- [TASK]: Below are some records; quote exactly the lines from the one that contains "let store = store.take();" through the one that contains "lands at id 0", inclusive, and no others.
————————
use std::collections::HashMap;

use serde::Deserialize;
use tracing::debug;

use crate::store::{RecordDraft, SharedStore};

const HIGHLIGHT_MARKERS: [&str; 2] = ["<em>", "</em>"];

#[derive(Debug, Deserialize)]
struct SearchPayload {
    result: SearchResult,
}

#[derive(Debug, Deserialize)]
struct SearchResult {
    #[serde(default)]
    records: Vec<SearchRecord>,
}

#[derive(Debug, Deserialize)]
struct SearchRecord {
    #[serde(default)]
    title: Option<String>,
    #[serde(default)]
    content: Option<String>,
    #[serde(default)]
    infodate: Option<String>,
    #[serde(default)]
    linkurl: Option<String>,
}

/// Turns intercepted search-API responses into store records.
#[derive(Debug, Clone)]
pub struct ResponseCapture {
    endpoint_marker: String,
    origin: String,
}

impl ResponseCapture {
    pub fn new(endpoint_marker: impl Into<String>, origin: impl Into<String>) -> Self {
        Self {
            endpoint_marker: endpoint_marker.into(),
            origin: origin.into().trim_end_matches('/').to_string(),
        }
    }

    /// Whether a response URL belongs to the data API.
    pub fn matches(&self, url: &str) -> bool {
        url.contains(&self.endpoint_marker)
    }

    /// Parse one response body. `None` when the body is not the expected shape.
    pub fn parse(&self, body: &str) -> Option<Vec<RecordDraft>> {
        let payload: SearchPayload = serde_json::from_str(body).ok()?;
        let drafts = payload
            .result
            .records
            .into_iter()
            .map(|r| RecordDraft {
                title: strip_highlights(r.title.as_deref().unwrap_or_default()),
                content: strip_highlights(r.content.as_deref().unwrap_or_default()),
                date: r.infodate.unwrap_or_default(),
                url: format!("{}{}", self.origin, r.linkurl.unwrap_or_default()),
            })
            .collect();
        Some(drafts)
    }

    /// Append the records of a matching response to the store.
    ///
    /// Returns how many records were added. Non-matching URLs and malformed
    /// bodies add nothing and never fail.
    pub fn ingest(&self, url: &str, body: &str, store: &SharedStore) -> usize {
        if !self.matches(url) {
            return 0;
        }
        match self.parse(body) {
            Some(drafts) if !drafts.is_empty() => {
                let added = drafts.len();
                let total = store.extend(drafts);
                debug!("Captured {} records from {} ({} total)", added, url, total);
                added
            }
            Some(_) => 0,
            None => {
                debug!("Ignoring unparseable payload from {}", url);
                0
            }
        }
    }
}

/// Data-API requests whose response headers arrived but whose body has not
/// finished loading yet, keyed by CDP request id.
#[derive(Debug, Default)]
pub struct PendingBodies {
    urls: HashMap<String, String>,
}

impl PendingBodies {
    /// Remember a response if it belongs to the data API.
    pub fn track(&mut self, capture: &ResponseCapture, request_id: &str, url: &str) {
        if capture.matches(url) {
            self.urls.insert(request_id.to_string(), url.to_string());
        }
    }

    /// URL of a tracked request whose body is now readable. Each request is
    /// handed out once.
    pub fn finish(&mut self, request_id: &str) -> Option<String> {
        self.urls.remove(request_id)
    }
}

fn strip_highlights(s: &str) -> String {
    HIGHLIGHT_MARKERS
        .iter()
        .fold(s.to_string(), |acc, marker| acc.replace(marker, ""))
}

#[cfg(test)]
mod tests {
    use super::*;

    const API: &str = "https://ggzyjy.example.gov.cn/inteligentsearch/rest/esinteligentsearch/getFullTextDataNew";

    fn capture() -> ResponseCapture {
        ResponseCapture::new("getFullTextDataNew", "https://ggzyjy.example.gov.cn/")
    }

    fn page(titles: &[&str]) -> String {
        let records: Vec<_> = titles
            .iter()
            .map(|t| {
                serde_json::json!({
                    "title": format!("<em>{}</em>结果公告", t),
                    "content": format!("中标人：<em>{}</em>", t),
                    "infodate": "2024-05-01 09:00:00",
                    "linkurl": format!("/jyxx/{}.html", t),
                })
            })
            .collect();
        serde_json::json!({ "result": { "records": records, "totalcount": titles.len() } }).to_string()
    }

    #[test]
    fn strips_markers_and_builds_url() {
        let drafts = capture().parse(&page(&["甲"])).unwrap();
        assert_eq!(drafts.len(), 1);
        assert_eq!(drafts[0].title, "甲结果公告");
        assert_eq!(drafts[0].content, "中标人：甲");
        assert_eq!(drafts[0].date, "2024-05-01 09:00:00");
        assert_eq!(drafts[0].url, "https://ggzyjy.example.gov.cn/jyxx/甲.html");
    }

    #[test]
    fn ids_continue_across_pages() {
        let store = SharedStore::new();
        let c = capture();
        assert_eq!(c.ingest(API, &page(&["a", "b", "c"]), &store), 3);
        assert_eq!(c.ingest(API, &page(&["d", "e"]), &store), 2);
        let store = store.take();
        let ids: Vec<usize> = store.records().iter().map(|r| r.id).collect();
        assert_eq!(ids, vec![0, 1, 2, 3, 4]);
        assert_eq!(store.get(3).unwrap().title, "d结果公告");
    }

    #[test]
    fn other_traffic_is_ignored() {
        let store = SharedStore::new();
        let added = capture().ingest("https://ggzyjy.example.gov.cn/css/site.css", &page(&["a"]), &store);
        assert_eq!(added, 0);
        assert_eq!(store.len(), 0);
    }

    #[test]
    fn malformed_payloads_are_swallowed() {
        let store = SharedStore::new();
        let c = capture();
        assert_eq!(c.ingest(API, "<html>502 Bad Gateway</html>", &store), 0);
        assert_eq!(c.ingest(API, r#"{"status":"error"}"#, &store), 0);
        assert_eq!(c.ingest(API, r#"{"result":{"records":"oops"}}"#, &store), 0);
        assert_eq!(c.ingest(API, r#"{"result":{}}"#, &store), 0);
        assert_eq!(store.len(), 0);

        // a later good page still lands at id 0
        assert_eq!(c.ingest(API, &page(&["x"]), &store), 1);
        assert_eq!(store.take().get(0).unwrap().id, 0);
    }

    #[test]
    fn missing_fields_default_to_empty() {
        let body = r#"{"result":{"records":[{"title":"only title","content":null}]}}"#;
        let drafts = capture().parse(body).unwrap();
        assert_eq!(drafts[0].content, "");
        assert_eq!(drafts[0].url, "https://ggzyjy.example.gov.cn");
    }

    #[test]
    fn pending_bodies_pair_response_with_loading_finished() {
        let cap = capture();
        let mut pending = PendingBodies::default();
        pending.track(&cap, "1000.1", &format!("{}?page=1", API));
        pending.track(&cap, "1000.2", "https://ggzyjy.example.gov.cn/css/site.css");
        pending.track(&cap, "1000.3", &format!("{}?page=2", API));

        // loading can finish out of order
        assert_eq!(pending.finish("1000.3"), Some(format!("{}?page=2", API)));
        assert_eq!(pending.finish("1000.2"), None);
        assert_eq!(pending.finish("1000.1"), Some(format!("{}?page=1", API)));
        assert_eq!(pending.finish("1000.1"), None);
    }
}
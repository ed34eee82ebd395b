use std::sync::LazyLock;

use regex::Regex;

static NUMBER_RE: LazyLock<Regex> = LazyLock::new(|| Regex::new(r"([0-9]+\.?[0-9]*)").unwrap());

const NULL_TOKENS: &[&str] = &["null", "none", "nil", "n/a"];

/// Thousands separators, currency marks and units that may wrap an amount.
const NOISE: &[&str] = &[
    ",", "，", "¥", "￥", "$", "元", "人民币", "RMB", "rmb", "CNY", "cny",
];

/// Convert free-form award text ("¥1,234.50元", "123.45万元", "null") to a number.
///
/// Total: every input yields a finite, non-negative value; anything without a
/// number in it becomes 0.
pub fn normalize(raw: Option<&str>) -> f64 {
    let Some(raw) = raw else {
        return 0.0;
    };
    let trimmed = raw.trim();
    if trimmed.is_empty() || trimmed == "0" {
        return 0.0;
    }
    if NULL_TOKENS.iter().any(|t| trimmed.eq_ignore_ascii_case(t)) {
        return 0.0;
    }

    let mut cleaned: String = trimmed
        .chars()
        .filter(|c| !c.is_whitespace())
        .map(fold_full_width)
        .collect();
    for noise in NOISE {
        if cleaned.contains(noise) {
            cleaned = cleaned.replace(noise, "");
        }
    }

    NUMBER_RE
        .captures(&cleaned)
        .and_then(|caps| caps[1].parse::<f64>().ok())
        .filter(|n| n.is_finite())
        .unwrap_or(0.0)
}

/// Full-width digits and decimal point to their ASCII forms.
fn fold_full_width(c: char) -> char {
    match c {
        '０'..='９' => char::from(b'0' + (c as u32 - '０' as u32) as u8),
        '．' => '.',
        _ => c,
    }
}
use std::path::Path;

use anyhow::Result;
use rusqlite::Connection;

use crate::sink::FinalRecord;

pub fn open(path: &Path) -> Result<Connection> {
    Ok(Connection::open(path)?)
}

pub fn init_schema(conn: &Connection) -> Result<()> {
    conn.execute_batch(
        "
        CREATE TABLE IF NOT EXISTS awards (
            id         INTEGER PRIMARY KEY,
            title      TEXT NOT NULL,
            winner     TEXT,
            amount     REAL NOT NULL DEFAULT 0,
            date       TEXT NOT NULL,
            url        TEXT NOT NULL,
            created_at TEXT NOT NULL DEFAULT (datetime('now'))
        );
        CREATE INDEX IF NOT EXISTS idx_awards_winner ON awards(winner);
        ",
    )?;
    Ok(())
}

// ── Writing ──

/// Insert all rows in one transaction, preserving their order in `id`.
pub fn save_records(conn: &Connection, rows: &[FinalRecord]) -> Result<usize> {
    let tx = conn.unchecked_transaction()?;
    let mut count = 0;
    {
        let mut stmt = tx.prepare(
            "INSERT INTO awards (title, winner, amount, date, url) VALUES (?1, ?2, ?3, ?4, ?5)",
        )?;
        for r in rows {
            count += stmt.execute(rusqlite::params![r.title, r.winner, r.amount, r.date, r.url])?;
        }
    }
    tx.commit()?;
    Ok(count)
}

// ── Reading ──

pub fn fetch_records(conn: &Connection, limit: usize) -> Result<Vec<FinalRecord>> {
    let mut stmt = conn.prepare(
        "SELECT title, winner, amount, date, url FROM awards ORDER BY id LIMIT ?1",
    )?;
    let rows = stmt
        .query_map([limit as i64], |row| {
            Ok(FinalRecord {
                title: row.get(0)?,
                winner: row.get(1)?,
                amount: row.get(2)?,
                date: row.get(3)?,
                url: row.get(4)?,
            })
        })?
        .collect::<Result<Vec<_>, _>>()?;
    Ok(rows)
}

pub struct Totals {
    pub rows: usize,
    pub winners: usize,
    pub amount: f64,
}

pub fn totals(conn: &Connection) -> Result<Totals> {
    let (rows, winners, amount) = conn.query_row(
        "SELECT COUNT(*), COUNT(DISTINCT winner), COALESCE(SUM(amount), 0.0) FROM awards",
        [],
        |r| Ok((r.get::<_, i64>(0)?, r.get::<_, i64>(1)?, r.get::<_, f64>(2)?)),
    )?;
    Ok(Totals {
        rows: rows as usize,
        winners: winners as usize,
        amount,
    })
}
————————
- [EXERCISE RESPONSE]:
        let store = store.take();
        let ids: Vec<usize> = store.records().iter().map(|r| r.id).collect();
        assert_eq!(ids, vec![0, 1, 2, 3, 4]);
        assert_eq!(store.get(3).unwrap().title, "d结果公告");
    }

    #[test]
    fn other_traffic_is_ignored() {
        let store = SharedStore::new();
        let added = capture().ingest("https://ggzyjy.example.gov.cn/css/site.css", &page(&["a"]), &store);
        assert_eq!(added, 0);
        assert_eq!(store.len(), 0);
    }

    #[test]
    fn malformed_payloads_are_swallowed() {
        let store = SharedStore::new();
        let c = capture();
        assert_eq!(c.ingest(API, "<html>502 Bad Gateway</html>", &store), 0);
        assert_eq!(c.ingest(API, r#"{"status":"error"}"#, &store), 0);
        assert_eq!(c.ingest(API, r#"{"result":{"records":"oops"}}"#, &store), 0);
        assert_eq!(c.ingest(API, r#"{"result":{}}"#, &store), 0);
        assert_eq!(store.len(), 0);

        // a later good page still lands at id 0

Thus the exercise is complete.